Quando “selfie” foi escolhida a palavra do ano, em 2013, a ideia de tirar uma foto de mim mesma nunca havia me ocorrido antes. Sorrir para um celular erguido no ar pelo meu próprio braço ou fazer pose na frente de um espelho ainda me parecia um troço esquisito, para dizer o mínimo. Dez anos mais tarde, ninguém vai ficar surpreso se eu contar que tenho mais retratos no celular do que em todos os meus álbuns de fotografias das décadas anteriores.
Por algum motivo, a maior parte dessas imagens desperta em mim a sensação de que a pessoa que aparece na foto não é a mesma que eu vejo no espelho.
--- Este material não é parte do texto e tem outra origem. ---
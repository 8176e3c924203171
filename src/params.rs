use std::collections::HashSet;

use chrono::NaiveDate;
use lazy_static::lazy_static;
use regex::Regex;

use crate::attributes;
use crate::datum::{Datum, Value};
use crate::error::{ReportError, Result};
use crate::grain::{DateFormat, SubjectGrain, TimeGrain};

lazy_static! {
    // names are separated by semicolons or commas, whitespace around them is noise
    static ref LIST_SEPARATOR: Regex = Regex::new(r"\s*[;,]\s*").unwrap();
}

/// Splits a delimited list of names, dropping empty entries.
pub fn split_list(text: &str) -> Vec<String> {
    LIST_SEPARATOR
        .split(text.trim())
        .filter(|name| !name.is_empty())
        .map(str::to_owned)
        .collect()
}

// ------------- Roster filter -------------
/// Which subjects make it into the roster.
#[derive(Clone, Debug, Default)]
pub struct RosterFilter {
    pub agent_names: HashSet<String>,
    pub team_names: HashSet<String>,
    pub include_all: bool,
}

impl RosterFilter {
    pub fn everyone() -> Self {
        Self { include_all: true, ..Self::default() }
    }
    pub fn agents<I, S>(names: I) -> Self
    where
        I: IntoIterator<Item = S>,
        S: Into<String>,
    {
        Self { agent_names: names.into_iter().map(Into::into).collect(), ..Self::default() }
    }
    pub fn teams<I, S>(names: I) -> Self
    where
        I: IntoIterator<Item = S>,
        S: Into<String>,
    {
        Self { team_names: names.into_iter().map(Into::into).collect(), ..Self::default() }
    }
    /// Builds a filter from delimited name lists. With neither list given
    /// everyone is included.
    pub fn from_lists(agents: Option<&str>, teams: Option<&str>, include_all: bool) -> Self {
        Self {
            agent_names: agents.map(split_list).unwrap_or_default().into_iter().collect(),
            team_names: teams.map(split_list).unwrap_or_default().into_iter().collect(),
            include_all: include_all || (agents.is_none() && teams.is_none()),
        }
    }
    /// Allow-listed by name or by team, or everyone when the override is set.
    pub fn admits(&self, subject: &Datum) -> bool {
        if self.include_all {
            return true;
        }
        let listed = |attribute: &str, names: &HashSet<String>| {
            subject
                .values(attribute)
                .first()
                .and_then(Value::as_text)
                .is_some_and(|name| names.contains(name))
        };
        listed(attributes::NAME, &self.agent_names) || listed(attributes::TEAM_NAME, &self.team_names)
    }
}

// ------------- Report parameters -------------
#[derive(Clone, Copy, Debug, PartialEq, Eq)]
pub enum ReportType {
    /// One row per time grain, in the order the grains were first seen.
    TimeTrend,
    /// One row per subject grain.
    Stack,
}

#[derive(Clone, Debug)]
pub struct ReportParameters {
    pub filter: RosterFilter,
    pub start_date: NaiveDate,
    pub end_date: NaiveDate,
    pub report_type: ReportType,
    pub time_grain: TimeGrain,
    pub date_format: DateFormat,
    pub user_grain: SubjectGrain,
}

impl ReportParameters {
    pub fn new(filter: RosterFilter, start_date: NaiveDate, end_date: NaiveDate) -> Self {
        Self {
            filter,
            start_date,
            end_date,
            report_type: ReportType::TimeTrend,
            time_grain: TimeGrain::Month,
            date_format: DateFormat::Iso,
            user_grain: SubjectGrain::Name,
        }
    }
    pub fn is_time_trend(&self) -> bool {
        self.report_type == ReportType::TimeTrend
    }
    pub fn is_stack(&self) -> bool {
        self.report_type == ReportType::Stack
    }
    pub fn validate(&self) -> Result<()> {
        if self.end_date <= self.start_date {
            return Err(ReportError::Parameter {
                name: "end date".into(),
                message: format!("{} is not after {}", self.end_date, self.start_date),
            });
        }
        Ok(())
    }
    /// Bounds as the text the survey queries compare against.
    pub fn date_bounds(&self) -> (String, String) {
        (
            self.start_date.format("%Y-%m-%d").to_string(),
            self.end_date.format("%Y-%m-%d").to_string(),
        )
    }
}

pub fn parse_date(name: &str, text: &str) -> Result<NaiveDate> {
    NaiveDate::parse_from_str(text.trim(), "%Y-%m-%d").map_err(|e| ReportError::Parameter {
        name: name.to_owned(),
        message: format!("'{}' is not a YYYY-MM-DD date: {}", text, e),
    })
}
Às vezes, mais por acaso do que por técnica, parece haver uma rara coincidência entre o eu captado e o eu imaginado. Nesses casos, o setor de Gerenciamento de Imagem Pública e Autocrítica Estética colocado em operação, sem que eu me desse conta, em algum momento dos últimos 10 anos, aprova a foto para postagem – desde que em ocasiões pontuais, para não passar a impressão de que estou enamorada de mim mesma ou desesperada por likes. Ou seja: para ser compartilhada, a foto tem que obedecer a um padrão estético (não assustar ninguém) e a outro, digamos, moral. É quase um milagre que eu ainda poste selfies de vez em quando.
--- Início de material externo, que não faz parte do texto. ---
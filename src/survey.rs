//! Customer survey reports.
//!
//! Every report here reads the survey table for the requested date range,
//! drops rows whose technician is not on the roster, and then applies its own
//! blank-survey policy before bucketing:
//! * CSAT rate, CSAT volume and DSAT cases leave out surveys with no answers.
//! * Net promoter score only looks at Q3 and leaves out rows where it is blank.
//! * Survey volume counts every row.

use std::sync::Arc;

use chrono::NaiveDateTime;

use crate::aggregation::Aggregation;
use crate::attributes;
use crate::error::{ReportError, Result};
use crate::grain::{parse_timestamp, time_grain, TimeGrain};
use crate::params::ReportParameters;
use crate::report::{
    grain_column, log_statistics, resolve_grain, Report, ReportInput, RowOutcome, RowTally, Units,
};
use crate::roster::Roster;
use crate::source::{sql_identifier, Row};
use crate::stats;

// ------------- Scoring -------------
#[derive(Clone, Copy, Debug, Default, PartialEq, Eq)]
pub struct SurveyScore {
    pub points: u32,
    pub max_points: u32,
}

impl SurveyScore {
    /// No question was answered.
    pub fn is_blank(&self) -> bool {
        self.max_points == 0
    }
    pub fn ratio(&self) -> Option<f64> {
        stats::ratio(f64::from(self.points), f64::from(self.max_points))
    }
}

/// Each answer is paired with the most points it can earn. Blank answers add
/// to neither side.
pub fn score(answers: &[(&str, u32)]) -> Result<SurveyScore> {
    let mut total = SurveyScore::default();
    for (question, (answer, max_points)) in answers.iter().enumerate() {
        let answer = answer.trim();
        if answer.is_empty() {
            continue;
        }
        let points: u32 = answer.parse().map_err(|_| {
            ReportError::parse(format!("answer '{}' is not a whole number", answer), Some(question))
        })?;
        total.points = total.points.checked_add(points).ok_or_else(|| {
            ReportError::parse(format!("answer '{}' overflows the survey total", answer), Some(question))
        })?;
        total.max_points += max_points;
    }
    Ok(total)
}

// ------------- Helpers -------------
fn field(row: &[String], index: usize, column: usize) -> Result<&str> {
    row.get(column).map(|f| f.trim()).ok_or_else(|| ReportError::MalformedRow {
        row: index,
        message: format!("missing column {}", column),
    })
}

fn survey_rows(input: &mut ReportInput<'_>, columns: &str) -> Result<Vec<Row>> {
    let query = format!(
        "SELECT {} FROM {} WHERE Date >= ?1 AND Date < ?2",
        columns,
        sql_identifier(&input.settings.surveys.table)?
    );
    let (start, end) = input.params.date_bounds();
    let rows = input.source.run_query(&query, &[start.as_str(), end.as_str()])?;
    log_statistics(&*input.source);
    Ok(rows)
}

fn metric_schema(params: &ReportParameters, metric: &str) -> Vec<String> {
    vec![grain_column(params), metric.to_owned()]
}

// ------------- CSAT rate -------------
pub struct CsatRate;

impl CsatRate {
    fn accumulate(
        &self,
        index: usize,
        row: &[String],
        roster: &Roster,
        params: &ReportParameters,
        scoring_change: &NaiveDateTime,
        data: &mut Aggregation,
    ) -> Result<RowOutcome> {
        let technician = field(row, index, 1)?;
        if !roster.has_user(technician) {
            return Ok(RowOutcome::Filtered);
        }
        let date = field(row, index, 0)?;
        let taken = parse_timestamp(date)?;
        // Q3 was always out of 10, the others dropped to 5 when the scale changed
        let scaled = if taken < *scoring_change { 10 } else { 5 };
        let survey = score(&[
            (field(row, index, 2)?, scaled),
            (field(row, index, 3)?, scaled),
            (field(row, index, 4)?, 10),
            (field(row, index, 5)?, scaled),
        ])?;
        let Some(rate) = survey.ratio() else {
            return Ok(RowOutcome::Ignored);
        };
        let grain = resolve_grain(params, roster, date, technician)?;
        let bucket = data.bucket(&grain);
        bucket.declare_attribute(attributes::SAT_SURVEYS);
        bucket.add_value(attributes::SAT_SURVEYS, rate)?;
        Ok(RowOutcome::Accumulated)
    }
}

impl Report for CsatRate {
    fn name(&self) -> &'static str { "LMI CSAT Rate" }
    fn description(&self) -> &'static str { "CSAT rate for LMI surveys." }
    fn units(&self) -> Units { Units::Percentage }
    fn schema(&self, params: &ReportParameters) -> Vec<String> {
        metric_schema(params, "CSAT Rate (%)")
    }
    fn run(&self, input: &mut ReportInput<'_>) -> Result<(Vec<Row>, RowTally)> {
        let surveys = &input.settings.surveys;
        let scoring_change = parse_timestamp(&surveys.scoring_change).map_err(|e| {
            ReportError::Config(format!("scoring change '{}': {}", surveys.scoring_change, e))
        })?;
        let precision = surveys.precision;
        let rows = survey_rows(input, "Date, Technician_ID, Q1, Q2, Q3, Q4")?;
        let roster = Arc::clone(&input.roster);

        let mut data = Aggregation::new();
        let mut tally = RowTally::default();
        for (index, row) in rows.iter().enumerate() {
            let outcome =
                self.accumulate(index, row, &roster, input.params, &scoring_change, &mut data);
            tally.record(index, outcome);
        }

        let mut result = Vec::new();
        for (grain, bucket) in data.iter() {
            if let Some(rate) = stats::average(bucket.values(attributes::SAT_SURVEYS)) {
                result.push(vec![grain.to_owned(), stats::percentage(rate, precision)]);
            }
        }
        Ok((result, tally))
    }
}

// ------------- CSAT volume -------------
pub struct CsatVolume;

impl CsatVolume {
    fn accumulate(
        &self,
        index: usize,
        row: &[String],
        roster: &Roster,
        params: &ReportParameters,
        threshold: f64,
        data: &mut Aggregation,
    ) -> Result<RowOutcome> {
        let technician = field(row, index, 4)?;
        if !roster.has_user(technician) {
            return Ok(RowOutcome::Filtered);
        }
        let survey = score(&[
            (field(row, index, 5)?, 10),
            (field(row, index, 6)?, 10),
            (field(row, index, 7)?, 10),
            (field(row, index, 8)?, 10),
        ])?;
        match survey.ratio() {
            Some(rate) if rate >= threshold => {
                let grain = resolve_grain(params, roster, field(row, index, 0)?, technician)?;
                let bucket = data.bucket(&grain);
                bucket.declare_attribute(attributes::SAT_SURVEYS);
                bucket.add_value(attributes::SAT_SURVEYS, technician)?;
                Ok(RowOutcome::Accumulated)
            }
            _ => Ok(RowOutcome::Ignored),
        }
    }
}

impl Report for CsatVolume {
    fn name(&self) -> &'static str { "LMI CSAT Volume" }
    fn description(&self) -> &'static str { "Customer satisfaction survey count for LMI surveys." }
    fn units(&self) -> Units { Units::Count }
    fn schema(&self, params: &ReportParameters) -> Vec<String> {
        metric_schema(params, "Case Count")
    }
    fn run(&self, input: &mut ReportInput<'_>) -> Result<(Vec<Row>, RowTally)> {
        let threshold = input.settings.surveys.satisfied_threshold;
        let rows = survey_rows(
            input,
            "Date, Session_ID, Customer_Name, Technician_Name, Technician_ID, Q1, Q2, Q3, Q4",
        )?;
        let roster = Arc::clone(&input.roster);

        let mut data = Aggregation::new();
        let mut tally = RowTally::default();
        for (index, row) in rows.iter().enumerate() {
            let outcome = self.accumulate(index, row, &roster, input.params, threshold, &mut data);
            tally.record(index, outcome);
        }

        let result = data
            .iter()
            .map(|(grain, bucket)| {
                vec![grain.to_owned(), stats::count(bucket.values(attributes::SAT_SURVEYS).len())]
            })
            .collect();
        Ok((result, tally))
    }
}

// ------------- DSAT cases -------------
/// Detail rows for every dissatisfied survey, in the order the source returns them.
pub struct DsatCases;

impl DsatCases {
    #[allow(clippy::too_many_arguments)]
    fn accumulate(
        &self,
        index: usize,
        row: &[String],
        roster: &Roster,
        params: &ReportParameters,
        threshold: f64,
        precision: usize,
        details: &mut Vec<Row>,
    ) -> Result<RowOutcome> {
        let technician = field(row, index, 4)?;
        if !roster.has_user(technician) {
            return Ok(RowOutcome::Filtered);
        }
        let answers = [
            field(row, index, 5)?,
            field(row, index, 6)?,
            field(row, index, 7)?,
            field(row, index, 8)?,
            field(row, index, 9)?,
        ];
        let weighted: Vec<(&str, u32)> = answers.iter().map(|answer| (*answer, 10)).collect();
        let survey = score(&weighted)?;
        match survey.ratio() {
            Some(rate) if rate < threshold => {
                let taken = parse_timestamp(field(row, index, 0)?)?;
                let mut detail = vec![
                    time_grain(&taken, TimeGrain::Day, params.date_format),
                    field(row, index, 1)?.to_owned(),
                    field(row, index, 2)?.to_owned(),
                    field(row, index, 3)?.to_owned(),
                ];
                detail.extend(answers.iter().map(|answer| answer.to_string()));
                detail.push(stats::percentage(rate, precision));
                details.push(detail);
                Ok(RowOutcome::Accumulated)
            }
            _ => Ok(RowOutcome::Ignored),
        }
    }
}

impl Report for DsatCases {
    fn name(&self) -> &'static str { "LMI DSAT Cases" }
    fn description(&self) -> &'static str { "Customer dissatisfaction survey details for LMI surveys." }
    fn units(&self) -> Units { Units::None }
    fn schema(&self, _params: &ReportParameters) -> Vec<String> {
        ["Date Grain", "SessionID", "Customer", "Technician", "Q1", "Q2", "Q3", "Q4", "Q5", "CSAT (%)"]
            .iter()
            .map(|c| c.to_string())
            .collect()
    }
    fn run(&self, input: &mut ReportInput<'_>) -> Result<(Vec<Row>, RowTally)> {
        let threshold = input.settings.surveys.satisfied_threshold;
        let precision = input.settings.surveys.precision;
        let rows = survey_rows(
            input,
            "Date, Session_ID, Customer_Name, Technician_Name, Technician_ID, Q1, Q2, Q3, Q4, Q5",
        )?;
        let roster = Arc::clone(&input.roster);

        let mut result = Vec::new();
        let mut tally = RowTally::default();
        for (index, row) in rows.iter().enumerate() {
            let outcome = self.accumulate(
                index,
                row,
                &roster,
                input.params,
                threshold,
                precision,
                &mut result,
            );
            tally.record(index, outcome);
        }
        Ok((result, tally))
    }
}

// ------------- Survey volume -------------
pub struct SurveyVolume;

impl Report for SurveyVolume {
    fn name(&self) -> &'static str { "LMI Survey Volume" }
    fn description(&self) -> &'static str { "Survey count of LMI surveys." }
    fn units(&self) -> Units { Units::Count }
    fn schema(&self, params: &ReportParameters) -> Vec<String> {
        metric_schema(params, "Case Count")
    }
    fn run(&self, input: &mut ReportInput<'_>) -> Result<(Vec<Row>, RowTally)> {
        let rows = survey_rows(input, "Date, Technician_ID")?;
        let roster = Arc::clone(&input.roster);

        let mut data = Aggregation::new();
        let mut tally = RowTally::default();
        for (index, row) in rows.iter().enumerate() {
            let outcome = field(row, index, 1).and_then(|technician| {
                if !roster.has_user(technician) {
                    return Ok(RowOutcome::Filtered);
                }
                let grain = resolve_grain(input.params, &roster, field(row, index, 0)?, technician)?;
                let bucket = data.bucket(&grain);
                bucket.declare_attribute(attributes::ALL_SURVEYS);
                bucket.add_value(attributes::ALL_SURVEYS, technician)?;
                Ok(RowOutcome::Accumulated)
            });
            tally.record(index, outcome);
        }

        let result = data
            .iter()
            .map(|(grain, bucket)| {
                vec![grain.to_owned(), stats::count(bucket.values(attributes::ALL_SURVEYS).len())]
            })
            .collect();
        Ok((result, tally))
    }
}

// ------------- Net promoter score -------------
pub struct NetPromoterScore;

impl NetPromoterScore {
    fn accumulate(
        &self,
        index: usize,
        row: &[String],
        roster: &Roster,
        params: &ReportParameters,
        data: &mut Aggregation,
    ) -> Result<RowOutcome> {
        let technician = field(row, index, 1)?;
        if !roster.has_user(technician) {
            return Ok(RowOutcome::Filtered);
        }
        let answer = field(row, index, 3)?;
        if answer.is_empty() {
            return Ok(RowOutcome::Ignored);
        }
        let answer: i32 = answer.parse().map_err(|_| {
            ReportError::parse(format!("Q3 answer '{}' is not a whole number", answer), Some(3))
        })?;
        let session = field(row, index, 2)?;
        let grain = resolve_grain(params, roster, field(row, index, 0)?, technician)?;

        let bucket = data.bucket(&grain);
        bucket.declare_attribute(attributes::VIABLE_SURVEYS);
        bucket.declare_attribute(attributes::PROMOTERS);
        bucket.declare_attribute(attributes::DETRACTORS);
        bucket.add_value(attributes::VIABLE_SURVEYS, session)?;
        // promoters answer 9 or 10, detractors 6 or less
        match answer {
            9 | 10 => bucket.add_value(attributes::PROMOTERS, session)?,
            ..=6 => bucket.add_value(attributes::DETRACTORS, session)?,
            _ => (),
        }
        Ok(RowOutcome::Accumulated)
    }
}

impl Report for NetPromoterScore {
    fn name(&self) -> &'static str { "Net Promoter Score" }
    fn description(&self) -> &'static str { "How likely a customer would recommend the client." }
    fn units(&self) -> Units { Units::Percentage }
    fn schema(&self, params: &ReportParameters) -> Vec<String> {
        metric_schema(params, "Net Promoter Score (%)")
    }
    fn run(&self, input: &mut ReportInput<'_>) -> Result<(Vec<Row>, RowTally)> {
        let precision = input.settings.surveys.precision;
        let rows = survey_rows(input, "Date, Technician_ID, Session_ID, Q3")?;
        let roster = Arc::clone(&input.roster);

        let mut data = Aggregation::new();
        let mut tally = RowTally::default();
        for (index, row) in rows.iter().enumerate() {
            let outcome = self.accumulate(index, row, &roster, input.params, &mut data);
            tally.record(index, outcome);
        }

        let mut result = Vec::new();
        for (grain, bucket) in data.iter() {
            let surveys = bucket.values(attributes::VIABLE_SURVEYS).len() as f64;
            let promoters = bucket.values(attributes::PROMOTERS).len() as f64;
            let detractors = bucket.values(attributes::DETRACTORS).len() as f64;
            if let (Some(promoted), Some(detracted)) =
                (stats::ratio(promoters, surveys), stats::ratio(detractors, surveys))
            {
                result.push(vec![grain.to_owned(), stats::percentage(promoted - detracted, precision)]);
            }
        }
        Ok((result, tally))
    }
}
Na última década, aprendemos que a carga emocional envolvida na administração da própria imagem pode ser opressiva e até mesmo dolorosa. “O espelho adoece a alma”, anotou o teólogo belga Lawrence Beyerlinck, quatro séculos antes de os consultórios ficarem lotados de jovens com dificuldade para lidar com a aparência que veem refletida no poço sem fundo das redes sociais. Muita gente vem pensando e escrevendo sobre o peso da comparação permanente, mas nem sempre o resultado é acessível para aqueles que mais poderiam se beneficiar de uma reflexão mais profunda sobre o assunto: os próprios adolescentes.
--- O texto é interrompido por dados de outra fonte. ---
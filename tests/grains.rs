use chrono::{NaiveDate, NaiveDateTime};
use grainstat::attributes;
use grainstat::datum::Datum;
use grainstat::grain::{parse_timestamp, subject_grain, time_grain, DateFormat, SubjectGrain, TimeGrain};
use grainstat::ReportError;

fn at(y: i32, m: u32, d: u32) -> NaiveDateTime {
    NaiveDate::from_ymd_opt(y, m, d).unwrap().and_hms_opt(9, 30, 0).unwrap()
}

#[test]
fn iso_labels() {
    let t = at(2024, 1, 10);
    assert_eq!(time_grain(&t, TimeGrain::Day, DateFormat::Iso), "2024-01-10");
    assert_eq!(time_grain(&t, TimeGrain::Week, DateFormat::Iso), "2024-W02");
    assert_eq!(time_grain(&t, TimeGrain::Month, DateFormat::Iso), "2024-01");
    assert_eq!(time_grain(&t, TimeGrain::Quarter, DateFormat::Iso), "2024-Q1");
    assert_eq!(time_grain(&t, TimeGrain::Year, DateFormat::Iso), "2024");
}

#[test]
fn compact_and_long_labels() {
    let t = at(2024, 1, 10);
    assert_eq!(time_grain(&t, TimeGrain::Day, DateFormat::Compact), "20240110");
    assert_eq!(time_grain(&t, TimeGrain::Week, DateFormat::Compact), "2024W02");
    assert_eq!(time_grain(&t, TimeGrain::Month, DateFormat::Compact), "202401");
    assert_eq!(time_grain(&t, TimeGrain::Day, DateFormat::Long), "January 10, 2024");
    assert_eq!(time_grain(&t, TimeGrain::Week, DateFormat::Long), "Week 2, 2024");
    assert_eq!(time_grain(&t, TimeGrain::Month, DateFormat::Long), "January 2024");
    assert_eq!(time_grain(&t, TimeGrain::Quarter, DateFormat::Long), "Q1 2024");
}

#[test]
fn same_grain_same_label() {
    let morning = at(2024, 3, 4);
    let evening = NaiveDate::from_ymd_opt(2024, 3, 31).unwrap().and_hms_opt(23, 59, 59).unwrap();
    for grain in [TimeGrain::Month, TimeGrain::Quarter, TimeGrain::Year] {
        assert_eq!(
            time_grain(&morning, grain, DateFormat::Iso),
            time_grain(&evening, grain, DateFormat::Iso)
        );
    }
    assert_ne!(
        time_grain(&morning, TimeGrain::Day, DateFormat::Iso),
        time_grain(&evening, TimeGrain::Day, DateFormat::Iso)
    );
}

#[test]
fn weeks_use_the_iso_year() {
    // 2021-01-01 falls in the last ISO week of 2020
    assert_eq!(time_grain(&at(2021, 1, 1), TimeGrain::Week, DateFormat::Iso), "2020-W53");
    assert_eq!(time_grain(&at(2024, 12, 30), TimeGrain::Week, DateFormat::Iso), "2025-W01");
}

#[test]
fn quarters_split_on_calendar_months() {
    assert_eq!(time_grain(&at(2024, 3, 31), TimeGrain::Quarter, DateFormat::Iso), "2024-Q1");
    assert_eq!(time_grain(&at(2024, 4, 1), TimeGrain::Quarter, DateFormat::Iso), "2024-Q2");
    assert_eq!(time_grain(&at(2024, 12, 1), TimeGrain::Quarter, DateFormat::Compact), "2024Q4");
}

#[test]
fn subject_grain_reads_the_chosen_attribute() {
    let mut subject = Datum::new("U1");
    for attribute in attributes::SUBJECT_ATTRIBUTES {
        subject.declare_attribute(attribute);
    }
    subject.add_value(attributes::NODE_ID, "U1").unwrap();
    subject.add_value(attributes::NAME, "Ann").unwrap();
    subject.add_value(attributes::TEAM_NAME, "Team A").unwrap();

    assert_eq!(subject_grain(SubjectGrain::Id, &subject).unwrap(), "U1");
    assert_eq!(subject_grain(SubjectGrain::Name, &subject).unwrap(), "Ann");
    assert_eq!(subject_grain(SubjectGrain::Team, &subject).unwrap(), "Team A");
    assert!(matches!(
        subject_grain(SubjectGrain::OrgUnit, &subject),
        Err(ReportError::NoValue { .. })
    ));
}

#[test]
fn timestamps_in_common_shapes() {
    assert_eq!(parse_timestamp("2024-01-10 09:30:00").unwrap(), at(2024, 1, 10));
    assert_eq!(parse_timestamp("2024-01-10T09:30:00.000").unwrap(), at(2024, 1, 10));
    assert_eq!(
        parse_timestamp("2024-01-10").unwrap(),
        NaiveDate::from_ymd_opt(2024, 1, 10).unwrap().and_hms_opt(0, 0, 0).unwrap()
    );
    assert!(matches!(parse_timestamp("10/01/2024"), Err(ReportError::Parse { .. })));
}

#[test]
fn grain_names_parse() {
    assert_eq!("Week".parse::<TimeGrain>().unwrap(), TimeGrain::Week);
    assert_eq!("long".parse::<DateFormat>().unwrap(), DateFormat::Long);
    assert_eq!("orgunit".parse::<SubjectGrain>().unwrap(), SubjectGrain::OrgUnit);
    assert!(matches!("fortnight".parse::<TimeGrain>(), Err(ReportError::Parameter { .. })));
    assert_eq!(TimeGrain::Quarter.to_string(), "quarter");
}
A quadrinista sueca Liv Strömquist resolveu dar um jeito nisso, traduzindo para a linguagem simples e direta dos quadrinhos as ideias de pensadores como René Girard, Susan Sontag, Byung-Chul Han e Simone Weil, entre outros, sobre temas como beleza, obsessão por celebridades e a óbvia conexão entre a frustração gerada por padrões inacessíveis, muitas vezes irreais, e o impulso de consumir seja lá o que for para atingir “a perfeição”.
O gibi Sala dos Espelhos – Autoimagem em transe, ou beleza e autenticidade como mercadoria na era dos likes & outras encenações do eu (Companhia das Letras) é leitura obrigatória para qualquer adolescente ou jovem que você conhece. E para adultos cheios de selfies no celular também.